• Prompt: The lines needed are those below that contain the word "SparseAdjacencyMatrices"; copy each one.

____ Records to process

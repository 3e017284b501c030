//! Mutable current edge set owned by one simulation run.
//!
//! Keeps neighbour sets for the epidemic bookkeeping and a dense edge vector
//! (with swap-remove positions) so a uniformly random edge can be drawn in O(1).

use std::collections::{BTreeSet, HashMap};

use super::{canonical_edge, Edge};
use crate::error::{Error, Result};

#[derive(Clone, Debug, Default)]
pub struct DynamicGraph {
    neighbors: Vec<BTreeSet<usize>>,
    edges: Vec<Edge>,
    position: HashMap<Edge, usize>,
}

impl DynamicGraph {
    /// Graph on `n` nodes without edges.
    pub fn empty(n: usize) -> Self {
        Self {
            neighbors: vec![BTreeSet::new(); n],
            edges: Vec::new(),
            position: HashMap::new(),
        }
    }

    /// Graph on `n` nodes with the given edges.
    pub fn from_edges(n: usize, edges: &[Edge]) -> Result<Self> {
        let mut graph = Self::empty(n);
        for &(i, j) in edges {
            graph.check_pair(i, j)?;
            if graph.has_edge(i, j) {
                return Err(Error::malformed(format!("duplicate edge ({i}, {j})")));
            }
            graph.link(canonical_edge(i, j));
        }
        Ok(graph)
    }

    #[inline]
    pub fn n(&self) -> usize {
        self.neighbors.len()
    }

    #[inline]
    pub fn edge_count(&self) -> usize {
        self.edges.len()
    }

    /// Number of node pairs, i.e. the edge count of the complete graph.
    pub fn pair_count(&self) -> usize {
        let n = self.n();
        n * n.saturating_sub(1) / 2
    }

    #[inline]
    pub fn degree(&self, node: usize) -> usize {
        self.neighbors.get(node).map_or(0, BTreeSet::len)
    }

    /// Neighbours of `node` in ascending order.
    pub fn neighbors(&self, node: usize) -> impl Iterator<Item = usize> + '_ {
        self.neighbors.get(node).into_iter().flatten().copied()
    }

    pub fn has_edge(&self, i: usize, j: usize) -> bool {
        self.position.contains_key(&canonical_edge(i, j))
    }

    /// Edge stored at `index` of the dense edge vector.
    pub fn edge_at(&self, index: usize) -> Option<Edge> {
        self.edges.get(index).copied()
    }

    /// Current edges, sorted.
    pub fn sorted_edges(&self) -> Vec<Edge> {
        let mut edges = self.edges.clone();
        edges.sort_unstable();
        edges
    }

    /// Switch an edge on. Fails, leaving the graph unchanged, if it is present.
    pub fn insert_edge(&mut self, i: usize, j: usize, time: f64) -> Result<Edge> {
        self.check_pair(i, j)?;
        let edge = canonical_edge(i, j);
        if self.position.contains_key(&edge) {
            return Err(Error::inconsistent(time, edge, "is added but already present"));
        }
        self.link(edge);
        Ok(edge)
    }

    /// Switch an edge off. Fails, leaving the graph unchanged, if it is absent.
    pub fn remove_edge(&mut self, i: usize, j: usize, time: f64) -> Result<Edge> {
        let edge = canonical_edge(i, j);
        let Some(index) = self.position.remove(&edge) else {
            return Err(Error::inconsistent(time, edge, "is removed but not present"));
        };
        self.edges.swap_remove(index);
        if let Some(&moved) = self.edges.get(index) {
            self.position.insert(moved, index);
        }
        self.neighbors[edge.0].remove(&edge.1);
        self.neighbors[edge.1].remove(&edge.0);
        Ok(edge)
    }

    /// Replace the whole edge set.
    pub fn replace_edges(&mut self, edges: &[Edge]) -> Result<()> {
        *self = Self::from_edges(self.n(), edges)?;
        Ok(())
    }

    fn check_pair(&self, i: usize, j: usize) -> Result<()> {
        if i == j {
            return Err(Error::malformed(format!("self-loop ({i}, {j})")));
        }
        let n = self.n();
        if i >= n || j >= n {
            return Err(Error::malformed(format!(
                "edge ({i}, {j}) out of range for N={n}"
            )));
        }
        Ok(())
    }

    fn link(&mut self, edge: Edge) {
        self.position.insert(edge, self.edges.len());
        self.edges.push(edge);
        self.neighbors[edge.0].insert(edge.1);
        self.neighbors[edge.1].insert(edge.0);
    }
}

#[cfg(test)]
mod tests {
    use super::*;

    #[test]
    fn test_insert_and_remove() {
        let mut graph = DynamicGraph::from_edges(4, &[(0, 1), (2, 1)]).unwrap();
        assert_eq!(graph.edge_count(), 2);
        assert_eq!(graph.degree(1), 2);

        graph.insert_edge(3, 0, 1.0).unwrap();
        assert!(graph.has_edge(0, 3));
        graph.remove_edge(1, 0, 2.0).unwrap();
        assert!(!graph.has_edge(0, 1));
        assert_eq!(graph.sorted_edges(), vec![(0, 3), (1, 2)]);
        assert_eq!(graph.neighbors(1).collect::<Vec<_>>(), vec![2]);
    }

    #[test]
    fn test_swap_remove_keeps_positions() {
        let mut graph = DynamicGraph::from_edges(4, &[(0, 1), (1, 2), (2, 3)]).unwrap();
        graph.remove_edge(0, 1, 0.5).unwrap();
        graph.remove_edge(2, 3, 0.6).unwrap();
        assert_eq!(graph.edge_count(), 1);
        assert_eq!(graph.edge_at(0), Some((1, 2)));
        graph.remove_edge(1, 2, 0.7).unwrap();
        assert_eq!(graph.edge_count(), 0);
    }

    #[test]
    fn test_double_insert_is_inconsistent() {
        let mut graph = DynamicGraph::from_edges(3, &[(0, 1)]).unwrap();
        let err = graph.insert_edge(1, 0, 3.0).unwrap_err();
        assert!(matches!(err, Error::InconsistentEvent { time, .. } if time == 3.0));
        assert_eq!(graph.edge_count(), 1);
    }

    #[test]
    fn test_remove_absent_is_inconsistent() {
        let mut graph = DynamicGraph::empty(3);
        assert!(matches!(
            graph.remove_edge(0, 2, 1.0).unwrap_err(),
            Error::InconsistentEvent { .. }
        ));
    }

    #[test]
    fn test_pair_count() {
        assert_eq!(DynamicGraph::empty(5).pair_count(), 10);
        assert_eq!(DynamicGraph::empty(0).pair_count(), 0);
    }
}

________
____ Records to process

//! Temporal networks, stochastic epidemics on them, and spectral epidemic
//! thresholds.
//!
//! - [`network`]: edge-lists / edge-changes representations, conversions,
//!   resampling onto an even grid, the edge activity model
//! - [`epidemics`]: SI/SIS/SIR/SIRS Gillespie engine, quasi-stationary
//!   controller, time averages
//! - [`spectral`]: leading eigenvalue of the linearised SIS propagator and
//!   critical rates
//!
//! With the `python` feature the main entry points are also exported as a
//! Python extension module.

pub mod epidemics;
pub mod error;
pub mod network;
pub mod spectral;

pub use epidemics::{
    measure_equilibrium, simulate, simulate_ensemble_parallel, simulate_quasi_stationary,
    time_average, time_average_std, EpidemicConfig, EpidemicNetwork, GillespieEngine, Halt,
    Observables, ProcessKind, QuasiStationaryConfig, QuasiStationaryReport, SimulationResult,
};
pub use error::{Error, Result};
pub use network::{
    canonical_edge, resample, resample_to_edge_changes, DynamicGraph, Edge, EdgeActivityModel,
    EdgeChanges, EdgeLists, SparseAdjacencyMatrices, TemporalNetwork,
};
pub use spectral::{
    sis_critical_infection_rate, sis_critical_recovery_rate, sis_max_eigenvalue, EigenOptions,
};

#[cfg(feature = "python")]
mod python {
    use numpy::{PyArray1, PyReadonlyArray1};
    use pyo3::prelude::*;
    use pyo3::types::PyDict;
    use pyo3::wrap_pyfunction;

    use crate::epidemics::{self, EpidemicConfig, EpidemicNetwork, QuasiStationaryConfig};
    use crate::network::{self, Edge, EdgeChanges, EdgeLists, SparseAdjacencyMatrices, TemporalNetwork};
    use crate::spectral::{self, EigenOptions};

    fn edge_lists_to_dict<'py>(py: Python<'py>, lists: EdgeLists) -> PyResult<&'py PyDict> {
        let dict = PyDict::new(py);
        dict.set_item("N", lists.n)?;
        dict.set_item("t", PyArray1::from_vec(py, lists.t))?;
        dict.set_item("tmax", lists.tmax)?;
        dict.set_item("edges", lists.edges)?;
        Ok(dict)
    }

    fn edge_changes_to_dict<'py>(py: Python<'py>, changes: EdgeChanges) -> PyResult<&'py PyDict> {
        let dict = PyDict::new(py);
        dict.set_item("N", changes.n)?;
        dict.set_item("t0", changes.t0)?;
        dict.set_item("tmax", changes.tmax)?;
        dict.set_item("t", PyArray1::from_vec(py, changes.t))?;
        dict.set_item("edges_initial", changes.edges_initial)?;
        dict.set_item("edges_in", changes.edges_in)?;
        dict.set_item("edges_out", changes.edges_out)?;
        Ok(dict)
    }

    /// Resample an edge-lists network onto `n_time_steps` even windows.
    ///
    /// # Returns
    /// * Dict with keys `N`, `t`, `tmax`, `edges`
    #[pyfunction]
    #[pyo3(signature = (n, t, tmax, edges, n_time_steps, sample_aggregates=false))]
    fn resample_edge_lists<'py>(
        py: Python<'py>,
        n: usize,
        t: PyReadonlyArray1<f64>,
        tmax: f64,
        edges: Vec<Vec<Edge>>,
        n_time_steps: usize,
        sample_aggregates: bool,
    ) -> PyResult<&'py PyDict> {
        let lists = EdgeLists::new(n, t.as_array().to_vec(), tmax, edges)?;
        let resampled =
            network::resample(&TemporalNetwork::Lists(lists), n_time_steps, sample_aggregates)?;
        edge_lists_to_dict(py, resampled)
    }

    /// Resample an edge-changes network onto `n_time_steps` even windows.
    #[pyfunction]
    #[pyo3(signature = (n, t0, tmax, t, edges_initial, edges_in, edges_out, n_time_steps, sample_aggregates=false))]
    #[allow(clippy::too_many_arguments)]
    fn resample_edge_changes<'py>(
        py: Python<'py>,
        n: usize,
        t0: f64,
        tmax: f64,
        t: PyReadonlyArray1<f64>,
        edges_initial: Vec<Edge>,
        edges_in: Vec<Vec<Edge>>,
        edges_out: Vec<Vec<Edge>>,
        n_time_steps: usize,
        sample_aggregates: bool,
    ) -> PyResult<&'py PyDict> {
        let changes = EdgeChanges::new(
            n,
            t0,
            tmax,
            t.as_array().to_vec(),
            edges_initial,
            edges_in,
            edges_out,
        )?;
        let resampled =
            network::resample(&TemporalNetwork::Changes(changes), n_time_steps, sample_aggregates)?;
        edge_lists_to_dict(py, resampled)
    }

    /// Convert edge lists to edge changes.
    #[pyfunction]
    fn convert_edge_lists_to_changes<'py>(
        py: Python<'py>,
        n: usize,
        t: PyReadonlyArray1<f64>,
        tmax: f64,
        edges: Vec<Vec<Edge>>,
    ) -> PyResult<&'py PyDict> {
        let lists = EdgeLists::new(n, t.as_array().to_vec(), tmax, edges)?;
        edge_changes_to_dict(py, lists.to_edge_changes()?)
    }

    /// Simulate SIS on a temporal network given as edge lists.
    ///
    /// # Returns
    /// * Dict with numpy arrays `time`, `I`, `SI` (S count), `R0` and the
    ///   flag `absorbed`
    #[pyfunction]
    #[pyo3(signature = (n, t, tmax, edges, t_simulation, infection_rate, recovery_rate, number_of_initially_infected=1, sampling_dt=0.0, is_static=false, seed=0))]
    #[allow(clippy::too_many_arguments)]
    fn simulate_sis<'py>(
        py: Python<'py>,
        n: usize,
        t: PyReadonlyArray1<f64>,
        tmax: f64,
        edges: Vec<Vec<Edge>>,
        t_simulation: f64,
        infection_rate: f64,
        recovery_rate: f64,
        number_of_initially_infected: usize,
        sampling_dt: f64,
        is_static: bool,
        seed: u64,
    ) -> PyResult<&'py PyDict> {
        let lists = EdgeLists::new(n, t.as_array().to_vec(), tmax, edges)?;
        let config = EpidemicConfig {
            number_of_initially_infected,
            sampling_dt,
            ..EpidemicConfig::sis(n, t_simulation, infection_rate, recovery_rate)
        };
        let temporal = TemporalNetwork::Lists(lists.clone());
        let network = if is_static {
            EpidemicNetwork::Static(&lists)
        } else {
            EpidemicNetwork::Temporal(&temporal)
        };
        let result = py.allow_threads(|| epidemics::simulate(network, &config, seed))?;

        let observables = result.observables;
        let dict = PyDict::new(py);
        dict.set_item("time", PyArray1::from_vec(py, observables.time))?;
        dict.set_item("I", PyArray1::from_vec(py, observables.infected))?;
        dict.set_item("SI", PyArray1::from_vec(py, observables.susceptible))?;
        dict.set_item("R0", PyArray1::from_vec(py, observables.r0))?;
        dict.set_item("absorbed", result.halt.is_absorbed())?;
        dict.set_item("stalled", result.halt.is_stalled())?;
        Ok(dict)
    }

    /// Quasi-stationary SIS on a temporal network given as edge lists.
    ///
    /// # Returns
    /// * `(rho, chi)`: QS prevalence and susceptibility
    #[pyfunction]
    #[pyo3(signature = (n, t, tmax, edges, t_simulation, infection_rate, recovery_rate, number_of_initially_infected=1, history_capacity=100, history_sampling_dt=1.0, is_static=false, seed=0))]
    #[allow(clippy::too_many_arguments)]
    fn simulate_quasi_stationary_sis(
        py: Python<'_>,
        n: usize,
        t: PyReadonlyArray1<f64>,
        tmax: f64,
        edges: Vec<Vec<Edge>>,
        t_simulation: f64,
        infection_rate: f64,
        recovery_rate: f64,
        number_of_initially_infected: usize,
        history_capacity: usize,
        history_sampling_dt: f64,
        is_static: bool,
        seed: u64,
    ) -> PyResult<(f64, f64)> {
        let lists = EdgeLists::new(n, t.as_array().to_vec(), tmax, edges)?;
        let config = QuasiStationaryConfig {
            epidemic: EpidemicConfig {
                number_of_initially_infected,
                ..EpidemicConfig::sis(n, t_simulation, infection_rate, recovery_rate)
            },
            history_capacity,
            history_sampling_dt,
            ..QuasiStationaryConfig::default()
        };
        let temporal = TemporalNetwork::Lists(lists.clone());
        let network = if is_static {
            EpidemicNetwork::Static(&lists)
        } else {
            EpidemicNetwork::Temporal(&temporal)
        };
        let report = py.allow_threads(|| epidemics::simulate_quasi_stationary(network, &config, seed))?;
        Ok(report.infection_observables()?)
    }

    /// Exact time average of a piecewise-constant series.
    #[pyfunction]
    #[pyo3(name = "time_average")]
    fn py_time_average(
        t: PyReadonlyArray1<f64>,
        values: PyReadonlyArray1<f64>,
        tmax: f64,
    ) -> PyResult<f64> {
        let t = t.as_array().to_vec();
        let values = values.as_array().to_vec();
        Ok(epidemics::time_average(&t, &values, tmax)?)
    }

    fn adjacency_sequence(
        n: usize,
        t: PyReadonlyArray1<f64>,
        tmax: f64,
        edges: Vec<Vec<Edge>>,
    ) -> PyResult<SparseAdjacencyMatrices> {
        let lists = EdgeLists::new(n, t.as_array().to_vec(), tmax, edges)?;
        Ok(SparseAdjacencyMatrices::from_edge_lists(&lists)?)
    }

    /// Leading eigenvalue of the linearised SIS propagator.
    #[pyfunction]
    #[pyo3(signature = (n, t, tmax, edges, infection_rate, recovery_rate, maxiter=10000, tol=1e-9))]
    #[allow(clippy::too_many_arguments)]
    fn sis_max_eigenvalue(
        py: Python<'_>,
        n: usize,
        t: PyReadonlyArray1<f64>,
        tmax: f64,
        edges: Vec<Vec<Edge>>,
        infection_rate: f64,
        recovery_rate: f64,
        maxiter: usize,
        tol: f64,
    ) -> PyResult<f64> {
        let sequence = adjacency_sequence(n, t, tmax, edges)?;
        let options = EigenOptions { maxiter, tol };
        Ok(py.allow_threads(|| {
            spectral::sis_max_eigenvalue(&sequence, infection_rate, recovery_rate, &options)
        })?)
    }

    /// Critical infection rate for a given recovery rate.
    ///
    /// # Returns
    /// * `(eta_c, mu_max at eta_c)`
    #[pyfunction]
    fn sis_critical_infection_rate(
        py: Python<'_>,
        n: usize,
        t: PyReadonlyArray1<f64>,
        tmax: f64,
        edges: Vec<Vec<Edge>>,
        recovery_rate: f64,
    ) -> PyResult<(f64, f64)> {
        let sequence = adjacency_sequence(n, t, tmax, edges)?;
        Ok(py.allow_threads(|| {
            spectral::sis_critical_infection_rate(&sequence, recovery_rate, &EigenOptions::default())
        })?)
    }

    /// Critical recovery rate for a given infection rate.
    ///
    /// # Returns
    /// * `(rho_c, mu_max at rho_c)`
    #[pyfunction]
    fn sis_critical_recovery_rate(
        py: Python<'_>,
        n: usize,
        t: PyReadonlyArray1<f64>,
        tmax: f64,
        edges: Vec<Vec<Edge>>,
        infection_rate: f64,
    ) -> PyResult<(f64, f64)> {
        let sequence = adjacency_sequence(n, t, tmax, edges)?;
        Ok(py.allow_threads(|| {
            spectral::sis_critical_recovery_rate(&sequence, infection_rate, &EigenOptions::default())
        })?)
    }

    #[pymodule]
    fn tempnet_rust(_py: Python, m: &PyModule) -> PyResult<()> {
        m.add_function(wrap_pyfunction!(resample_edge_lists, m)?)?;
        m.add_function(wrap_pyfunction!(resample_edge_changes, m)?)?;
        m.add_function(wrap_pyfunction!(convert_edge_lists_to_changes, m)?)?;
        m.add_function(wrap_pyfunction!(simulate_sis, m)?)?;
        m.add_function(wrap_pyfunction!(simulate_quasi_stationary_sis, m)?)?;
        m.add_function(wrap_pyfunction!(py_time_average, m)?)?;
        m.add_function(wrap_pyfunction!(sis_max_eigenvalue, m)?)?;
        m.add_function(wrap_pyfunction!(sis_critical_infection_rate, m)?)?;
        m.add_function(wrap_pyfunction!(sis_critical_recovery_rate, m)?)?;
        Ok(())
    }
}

________
____ Records to process

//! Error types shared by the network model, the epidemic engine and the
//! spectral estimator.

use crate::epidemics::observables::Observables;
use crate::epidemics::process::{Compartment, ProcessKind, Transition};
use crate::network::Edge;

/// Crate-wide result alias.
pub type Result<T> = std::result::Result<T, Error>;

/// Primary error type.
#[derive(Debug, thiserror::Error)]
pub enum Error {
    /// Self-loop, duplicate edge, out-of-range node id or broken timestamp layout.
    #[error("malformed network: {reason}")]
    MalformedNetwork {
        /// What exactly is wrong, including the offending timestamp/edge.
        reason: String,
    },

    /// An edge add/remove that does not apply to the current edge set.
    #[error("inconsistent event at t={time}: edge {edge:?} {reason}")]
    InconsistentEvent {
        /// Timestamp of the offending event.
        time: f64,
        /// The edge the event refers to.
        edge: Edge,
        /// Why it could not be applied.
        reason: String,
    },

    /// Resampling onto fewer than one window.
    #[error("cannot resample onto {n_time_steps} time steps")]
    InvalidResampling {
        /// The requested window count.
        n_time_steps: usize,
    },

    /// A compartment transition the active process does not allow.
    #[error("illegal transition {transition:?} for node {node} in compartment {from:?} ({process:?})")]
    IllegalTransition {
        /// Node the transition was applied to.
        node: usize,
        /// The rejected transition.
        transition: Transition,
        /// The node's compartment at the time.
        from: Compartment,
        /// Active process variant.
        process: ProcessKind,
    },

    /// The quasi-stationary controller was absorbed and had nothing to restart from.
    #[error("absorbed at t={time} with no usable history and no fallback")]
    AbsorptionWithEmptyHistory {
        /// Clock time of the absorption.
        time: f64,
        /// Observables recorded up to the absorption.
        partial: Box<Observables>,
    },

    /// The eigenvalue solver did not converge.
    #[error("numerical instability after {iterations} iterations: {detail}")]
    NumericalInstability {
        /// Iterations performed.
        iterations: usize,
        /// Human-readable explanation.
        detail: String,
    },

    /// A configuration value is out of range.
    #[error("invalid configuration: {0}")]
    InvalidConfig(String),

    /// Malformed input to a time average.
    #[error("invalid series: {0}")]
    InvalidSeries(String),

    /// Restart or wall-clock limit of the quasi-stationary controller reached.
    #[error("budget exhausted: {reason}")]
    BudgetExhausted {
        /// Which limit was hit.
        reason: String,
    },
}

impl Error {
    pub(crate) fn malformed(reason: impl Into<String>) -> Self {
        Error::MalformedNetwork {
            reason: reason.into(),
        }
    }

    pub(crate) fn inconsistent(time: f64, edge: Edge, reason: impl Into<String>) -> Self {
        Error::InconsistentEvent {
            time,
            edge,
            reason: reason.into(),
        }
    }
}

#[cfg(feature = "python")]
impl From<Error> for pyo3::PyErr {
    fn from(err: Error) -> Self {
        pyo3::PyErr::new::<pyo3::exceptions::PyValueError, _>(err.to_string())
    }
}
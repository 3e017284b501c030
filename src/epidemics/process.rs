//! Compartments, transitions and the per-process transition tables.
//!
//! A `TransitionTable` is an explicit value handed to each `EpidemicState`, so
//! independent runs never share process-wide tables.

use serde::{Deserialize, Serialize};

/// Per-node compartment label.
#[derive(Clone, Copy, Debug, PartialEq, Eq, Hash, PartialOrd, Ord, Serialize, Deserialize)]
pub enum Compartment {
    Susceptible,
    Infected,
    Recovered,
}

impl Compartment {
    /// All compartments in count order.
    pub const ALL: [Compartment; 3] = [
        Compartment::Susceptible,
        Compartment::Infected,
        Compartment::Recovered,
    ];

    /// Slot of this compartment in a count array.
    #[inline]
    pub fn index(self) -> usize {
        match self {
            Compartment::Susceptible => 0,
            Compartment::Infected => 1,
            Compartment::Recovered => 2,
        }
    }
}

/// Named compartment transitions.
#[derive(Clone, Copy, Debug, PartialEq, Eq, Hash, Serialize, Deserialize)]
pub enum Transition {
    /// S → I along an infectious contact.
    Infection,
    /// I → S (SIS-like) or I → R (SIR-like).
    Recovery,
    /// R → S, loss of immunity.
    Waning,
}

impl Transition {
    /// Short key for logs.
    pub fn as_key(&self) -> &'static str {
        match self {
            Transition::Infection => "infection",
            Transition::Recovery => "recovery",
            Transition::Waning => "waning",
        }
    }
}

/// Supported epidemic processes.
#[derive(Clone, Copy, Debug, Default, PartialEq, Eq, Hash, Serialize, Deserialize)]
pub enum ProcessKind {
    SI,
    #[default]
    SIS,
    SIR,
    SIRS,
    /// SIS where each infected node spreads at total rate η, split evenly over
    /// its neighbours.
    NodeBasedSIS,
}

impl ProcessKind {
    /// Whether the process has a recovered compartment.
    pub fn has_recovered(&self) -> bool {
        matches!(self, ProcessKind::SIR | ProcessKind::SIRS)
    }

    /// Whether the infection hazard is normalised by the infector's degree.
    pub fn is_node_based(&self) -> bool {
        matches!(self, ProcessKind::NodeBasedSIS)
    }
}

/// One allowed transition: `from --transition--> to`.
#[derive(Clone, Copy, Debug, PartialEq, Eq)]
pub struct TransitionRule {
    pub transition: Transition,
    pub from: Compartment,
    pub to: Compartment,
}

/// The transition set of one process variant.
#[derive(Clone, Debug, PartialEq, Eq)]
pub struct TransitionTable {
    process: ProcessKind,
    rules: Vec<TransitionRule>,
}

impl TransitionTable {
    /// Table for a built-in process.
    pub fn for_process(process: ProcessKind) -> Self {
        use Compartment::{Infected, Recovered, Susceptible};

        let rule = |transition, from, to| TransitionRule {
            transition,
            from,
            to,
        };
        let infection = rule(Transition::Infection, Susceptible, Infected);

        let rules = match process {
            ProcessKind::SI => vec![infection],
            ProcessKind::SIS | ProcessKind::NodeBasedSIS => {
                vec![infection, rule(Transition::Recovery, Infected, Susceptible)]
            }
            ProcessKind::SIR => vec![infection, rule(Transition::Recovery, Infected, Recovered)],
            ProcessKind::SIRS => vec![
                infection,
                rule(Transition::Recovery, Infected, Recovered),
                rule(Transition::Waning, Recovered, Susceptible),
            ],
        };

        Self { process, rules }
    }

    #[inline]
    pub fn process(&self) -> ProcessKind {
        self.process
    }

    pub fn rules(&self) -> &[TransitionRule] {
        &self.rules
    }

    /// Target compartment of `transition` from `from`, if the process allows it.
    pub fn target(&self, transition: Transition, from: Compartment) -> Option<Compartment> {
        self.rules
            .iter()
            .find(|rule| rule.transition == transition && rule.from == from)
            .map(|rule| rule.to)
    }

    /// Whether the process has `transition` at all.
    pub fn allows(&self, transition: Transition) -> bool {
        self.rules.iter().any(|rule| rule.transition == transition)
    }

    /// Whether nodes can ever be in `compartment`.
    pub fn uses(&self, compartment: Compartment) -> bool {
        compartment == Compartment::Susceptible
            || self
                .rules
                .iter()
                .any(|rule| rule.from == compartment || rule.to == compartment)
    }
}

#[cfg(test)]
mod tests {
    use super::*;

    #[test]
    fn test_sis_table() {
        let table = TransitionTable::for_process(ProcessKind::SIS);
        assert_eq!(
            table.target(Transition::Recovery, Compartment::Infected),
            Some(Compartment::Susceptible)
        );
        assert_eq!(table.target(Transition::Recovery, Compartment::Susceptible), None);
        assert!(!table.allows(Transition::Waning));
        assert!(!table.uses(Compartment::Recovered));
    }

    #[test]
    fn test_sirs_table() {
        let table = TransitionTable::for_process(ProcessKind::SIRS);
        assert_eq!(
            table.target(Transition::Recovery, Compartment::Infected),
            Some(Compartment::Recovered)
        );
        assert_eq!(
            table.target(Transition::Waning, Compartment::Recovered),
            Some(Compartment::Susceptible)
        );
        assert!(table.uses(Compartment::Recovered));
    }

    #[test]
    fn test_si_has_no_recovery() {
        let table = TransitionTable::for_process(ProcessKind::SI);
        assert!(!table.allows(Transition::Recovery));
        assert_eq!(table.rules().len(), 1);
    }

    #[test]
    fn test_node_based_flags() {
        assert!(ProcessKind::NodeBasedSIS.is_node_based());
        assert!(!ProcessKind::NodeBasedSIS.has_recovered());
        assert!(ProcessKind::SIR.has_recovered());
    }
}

________

• Exercise result:
    EdgeChanges, EdgeLists, SparseAdjacencyMatrices, TemporalNetwork,
    use crate::network::{self, Edge, EdgeChanges, EdgeLists, SparseAdjacencyMatrices, TemporalNetwork};
    ) -> PyResult<SparseAdjacencyMatrices> {
        Ok(SparseAdjacencyMatrices::from_edge_lists(&lists)?)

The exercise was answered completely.